[Records from a dataset]
>>>

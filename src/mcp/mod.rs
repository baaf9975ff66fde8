//! MCP (Model Context Protocol) Server Module
//!
//! Exposes the application-model facades as MCP tools.
//!
//! ## Architecture
//!
//! ```text
//! ┌─────────────────────────────────────────────────────────────┐
//! │                         MCP client                           │
//! └─────────────────────────────────────────────────────────────┘
//!                               │
//!                               │ JSON-RPC over stdio
//!                               ▼
//! ┌─────────────────────────────────────────────────────────────┐
//! │                         McpServer                            │
//! ├─────────────────────────────────────────────────────────────┤
//! │  Tools (one route per family operation):                     │
//! │  ├── list_* / get_*          - snapshot reads               │
//! │  ├── add_* / update_*        - validated mutations          │
//! │  ├── replace_*               - full record replacement      │
//! │  ├── add|update|move_<family>_<child> - nested collections  │
//! │  └── open_* / save_model     - host commands                │
//! └─────────────────────────────────────────────────────────────┘
//!                               │
//!                               ▼
//! ┌─────────────────────────────────────────────────────────────┐
//! │                Loopback bridge to the host                   │
//! └─────────────────────────────────────────────────────────────┘
//! ```

pub mod handlers;
pub mod protocol;
pub mod server;
pub mod tools;

pub use handlers::ToolHandlers;
pub use server::McpServer;
pub use tools::{get_tools, ToolRoute};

<<<

_Aim of the exercise_. In the entries above, how many lines hold "host"? Answer with the number alone.

_Result of the task_. 2